Question: how did that man get a residence permit in the United States?

We know about former citizens of CIS countries with shady past or even criminal record who were comfortably settled in the United States. When those people have problems with the US law, they write in newspapers about "Russian Mafia".

But who allowed Mafia to strike root in the USA?

At the same time law-abiding citizens like Dr. Zhavoronkova, or Maya Guglin, or Olga Leontovich had or have problems entering your country.

This is what we do not understand here, not the severity of your laws, which could be understandable, if applied scrupulously and justly.

Now more countries that want to enter the European Union introduce entrance visas for Russians. Recently it was the Chech Republic, Poland and now Hungary. The Baltic states have had a visa regime with Russia from the very beginning of their independence.

Thus, ten years after the fall of Communism Russians feel they have less opportunities to travel abroad than even under Mikhail Gorbachev.

In his first interview to a Russian newspaper (the Moscow News), the new US Ambassador Alexander Vershbow (hope I spell it right) recognized the existence of the problem and promised to work to soften it.

Freedom of travel was one of the rights that Russian citizens stood for defending democracy against the reactionary coup in August 1991.

I know that all major US newspapers marked the tenth anniversary of that event with their own stories and comments. So, you may have an idea how the past decade is estimated in this country.

The Volgograd Forum could not pass by that anniversary either. In fact, it has come into being largely thanks to those August days.

To our Forum meeting, which took place August 17, we invited people who were major players on the city's public scene of the period. Citizens of Volgograd who organized demonstrations of protest against the Moscow coup plotters, first democratically elected delegates to the then acting Soviet Congress of People's Deputies etc. I also invited the last Soviet Communist Party Secretary of the Volgograd Oblast before it was banned by President Yeltsyn in August 1991 but he declined the invitation.

It was a nostalgically emotional meeting. In deviation from tradition we met not in a restaurant, but in the office of the last remaining independent Volgograd newspaper "Inter".

There were people in the audience whose single word alone could bring thousands of Volgograd citizens to a meeting on the frozen Volga waterfront in winter 1990-1991.
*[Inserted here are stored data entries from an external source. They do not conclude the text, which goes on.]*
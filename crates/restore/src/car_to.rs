//! `CarTo`: load one or more CAR files and reconstruct their UnixFS trees
//! on disk (spec.md §4.8).

use std::collections::HashMap;
use std::fs::{self, File};
use std::io::{BufWriter, Write};
use std::path::{Path, PathBuf};

use cid::Cid;
use graphsplit_unixfs::pb::{DataType, PbNode, UnixfsData};
use rayon::prelude::*;

use crate::error::{Error, Result};

/// Outcome of a `CarTo` run: restore errors are per-CAR and non-fatal to the
/// rest of the batch (spec.md §7: "logged and the CAR is skipped; a
/// best-effort policy, not transactional").
#[derive(Debug, Default)]
pub struct CarToReport {
    pub restored: Vec<PathBuf>,
    pub failed: Vec<(PathBuf, String)>,
}

/// Collect every `.car` file under `car_path` (or `car_path` itself, if it
/// is already a single CAR file), mirroring `retrieve.go`'s `CarTo`
/// `filepath.Walk`.
fn find_car_files(car_path: &Path) -> Vec<PathBuf> {
    if car_path.is_file() {
        return vec![car_path.to_path_buf()];
    }
    walkdir::WalkDir::new(car_path)
        .into_iter()
        .filter_map(std::result::Result::ok)
        .filter(|entry| entry.file_type().is_file())
        .filter(|entry| entry.path().extension().is_some_and(|ext| ext == "car"))
        .map(|entry| entry.path().to_path_buf())
        .collect()
}

/// Load every CAR under `car_path` and reconstruct its tree beneath
/// `output_dir`, using a worker pool bounded by `parallel` — one independent
/// unit of work per CAR file (spec.md §5 "Restoration pool").
pub fn car_to(car_path: &Path, output_dir: &Path, parallel: usize) -> Result<CarToReport> {
    let files = find_car_files(car_path);
    let pool = rayon::ThreadPoolBuilder::new()
        .num_threads(parallel.max(1))
        .build()
        .map_err(|e| Error::ThreadPool(e.to_string()))?;

    let results: Vec<(PathBuf, Result<()>)> = pool.install(|| {
        files
            .par_iter()
            .map(|path| (path.clone(), restore_one(path, output_dir)))
            .collect()
    });

    let mut report = CarToReport::default();
    for (path, result) in results {
        match result {
            Ok(()) => {
                tracing::info!(car = %path.display(), "restored");
                report.restored.push(path);
            }
            Err(e) => {
                tracing::error!(car = %path.display(), error = %e, "restore failed");
                report.failed.push((path, e.to_string()));
            }
        }
    }
    Ok(report)
}

fn restore_one(car_path: &Path, output_dir: &Path) -> Result<()> {
    let mut file = File::open(car_path)?;
    let (root, car) = graphsplit_car::read_single_root_car(&mut file)?;
    let store: HashMap<Cid, Vec<u8>> = car.blocks.into_iter().collect();
    write_node(root, output_dir, &store)
}

fn write_node(cid: Cid, out_path: &Path, store: &HashMap<Cid, Vec<u8>>) -> Result<()> {
    let data = store.get(&cid).ok_or(Error::MissingBlock(cid))?;
    let node = PbNode::decode(data)?;
    let unixfs = UnixfsData::decode(&node.data)?;
    match unixfs.kind {
        DataType::Directory => {
            fs::create_dir_all(out_path)?;
            for link in &node.links {
                let child_cid =
                    Cid::try_from(link.hash.clone()).map_err(|e| Error::MalformedCid(e.to_string()))?;
                write_node(child_cid, &out_path.join(&link.name), store)?;
            }
            Ok(())
        }
        DataType::Symlink => {
            let target = String::from_utf8(unixfs.data)?;
            write_symlink(&target, out_path)
        }
        DataType::File | DataType::Raw => {
            let file = File::create(out_path)?;
            let mut writer = BufWriter::new(file);
            write_file_bytes(&node, &mut writer, store)?;
            writer.flush()?;
            Ok(())
        }
    }
}

/// Stream a file node's bytes to `writer` by walking its chunk tree
/// depth-first in link order, matching the order the DAG builder chunked
/// the source in (spec.md §4.3, §4.8 "Regular file").
fn write_file_bytes(
    node: &PbNode,
    writer: &mut impl Write,
    store: &HashMap<Cid, Vec<u8>>,
) -> Result<()> {
    if node.links.is_empty() {
        let unixfs = UnixfsData::decode(&node.data)?;
        writer.write_all(&unixfs.data)?;
        return Ok(());
    }
    for link in &node.links {
        let child_cid =
            Cid::try_from(link.hash.clone()).map_err(|e| Error::MalformedCid(e.to_string()))?;
        let data = store.get(&child_cid).ok_or(Error::MissingBlock(child_cid))?;
        let child = PbNode::decode(data)?;
        write_file_bytes(&child, writer, store)?;
    }
    Ok(())
}

#[cfg(unix)]
fn write_symlink(target: &str, out_path: &Path) -> Result<()> {
    std::os::unix::fs::symlink(target, out_path)?;
    Ok(())
}

#[cfg(not(unix))]
fn write_symlink(target: &str, out_path: &Path) -> Result<()> {
    Err(Error::UnsupportedSymlink {
        path: out_path.to_path_buf(),
        target: target.to_string(),
    })
}
use std::path::PathBuf;

/// Top-level CLI error: wraps every crate's own error type so `main` has a
/// single `Display` to print to stderr (spec.md §7 "the core returns errors
/// up to the slice controller, which invokes the callback's `OnError`").
#[derive(Debug, thiserror::Error)]
pub enum Error {
    #[error(transparent)]
    Core(#[from] graphsplit_core::Error),

    #[error(transparent)]
    Unixfs(#[from] graphsplit_unixfs::error::Error),

    #[error(transparent)]
    Car(#[from] graphsplit_car::Error),

    #[error(transparent)]
    Commp(#[from] graphsplit_commp::Error),

    #[error(transparent)]
    Restore(#[from] graphsplit_restore::Error),

    #[error(transparent)]
    Manifest(#[from] graphsplit_manifest::Error),

    #[error("I/O error: {0}")]
    Io(#[from] std::io::Error),

    #[error("{path:?} already exists; refusing to overwrite (rename collision)")]
    RenameCollision { path: PathBuf },

    #[error("{0} is not a CAR file")]
    NotACarFile(PathBuf),
}

pub type Result<T> = std::result::Result<T, Error>;
//! UnixFS DAG construction: chunked file trees, directory assembly and the
//! per-slice content-addressed block store (spec.md §4.3, §4.4, §3 Block).

pub mod block;
pub mod dir;
pub mod error;
pub mod file_builder;
pub mod pb;

use std::path::Path;

use cid::Cid;
use graphsplit_core::SlicePlan;
use rayon::prelude::*;

pub use block::{reachable_order, Block, BlockStore};
pub use dir::{dir_components, ChildInfo, DirectoryAssembler};
pub use error::{Error, Result};

/// Build a whole slice's UnixFS DAG: every file's chunked tree in parallel,
/// then the directory tree sequentially over the completed file roots
/// (spec.md §4.7 steps 2-3). Returns the populated block store and the
/// slice root's identity.
///
/// `root_is_single_file` covers spec.md §4.4's edge case: when the whole
/// run's input was a single file (not a directory), the slice root *is*
/// that file's own root node, with no enclosing directory wrapper.
pub fn build_slice_dag(
    plan: &SlicePlan,
    parent_path: Option<&Path>,
    root_is_single_file: bool,
    parallel: usize,
) -> Result<(BlockStore, ChildInfo)> {
    let threads = parallel.max(1).min(
        std::thread::available_parallelism()
            .map(std::num::NonZero::get)
            .unwrap_or(1),
    );
    let pool = rayon::ThreadPoolBuilder::new()
        .num_threads(threads)
        .build()
        .map_err(|e| Error::ThreadPool(e.to_string()))?;

    let built: Vec<(graphsplit_core::FileRef, ChildInfo, BlockStore)> = pool.install(|| {
        plan.entries
            .par_iter()
            .map(|file_ref| -> Result<_> {
                let mut local_store = BlockStore::new();
                let (cid, _filesize, tsize) = file_builder::build_file_dag(
                    &file_ref.path,
                    file_ref.size,
                    file_ref.range,
                    &mut local_store,
                )?;
                Ok((file_ref.clone(), ChildInfo { cid, tsize }, local_store))
            })
            .collect::<Result<Vec<_>>>()
    })?;

    if root_is_single_file && built.len() == 1 {
        let (_, info, store) = built.into_iter().next().expect("checked len == 1");
        return Ok((store, info));
    }

    let mut store = BlockStore::new();
    let mut assembler = DirectoryAssembler::new();
    for (file_ref, info, local_store) in built {
        for (cid, data) in local_store.iter() {
            store.insert(Block {
                cid: *cid,
                data: data.to_vec(),
            });
        }
        let components = file_ref
            .path
            .parent()
            .map(|dir| dir_components(dir, parent_path))
            .unwrap_or_default();
        assembler.attach(components, file_ref.name.clone(), info);
    }
    let root = assembler.finish(&mut store);
    Ok((store, root))
}

/// Convenience accessor matching the spec's naming for a slice's payload
/// CID — the root block's own CID.
#[must_use]
pub fn payload_cid(root: &ChildInfo) -> Cid {
    root.cid
}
On the wave of public enthusiasm many of them were elected to different public offices.

Now very few of them occupy any positions in the government or even are active in politics. Others are in the margin of the public life, like the once popular People's Deputy Boris Pylin who for years has been trying unsuccessfully to recruit support for Mikhail Gorbachev's party.

All the talk spun around one theme: what went wrong, why the reforms did not go the way they wished them to, why "democrats of the first tide", as we call them, could not retain power.

One of the obvious reasons was that they could not be united under one leader. They all wanted to be leaders. (That was why we did not have a traditional speaker to address the audience, they were all jealous of each other and could not let anyone be more prominent than the others).

The other reason was that the former Soviet Communist Party bureaucracy was the force that even President Yeltsyn could not do away with. Though many of them renounced their Party membership, they still clung together and helped to promote each other. Now they again occupy leading positions in politics and the economy.

For me and, I hope, for young people in the audience it was an interesting and instructive event and I do not regret that we organized it. Though the coup anniversary went practically unnoticed by the city's media and only one newspaper published stories on it, including a short report on our Forum.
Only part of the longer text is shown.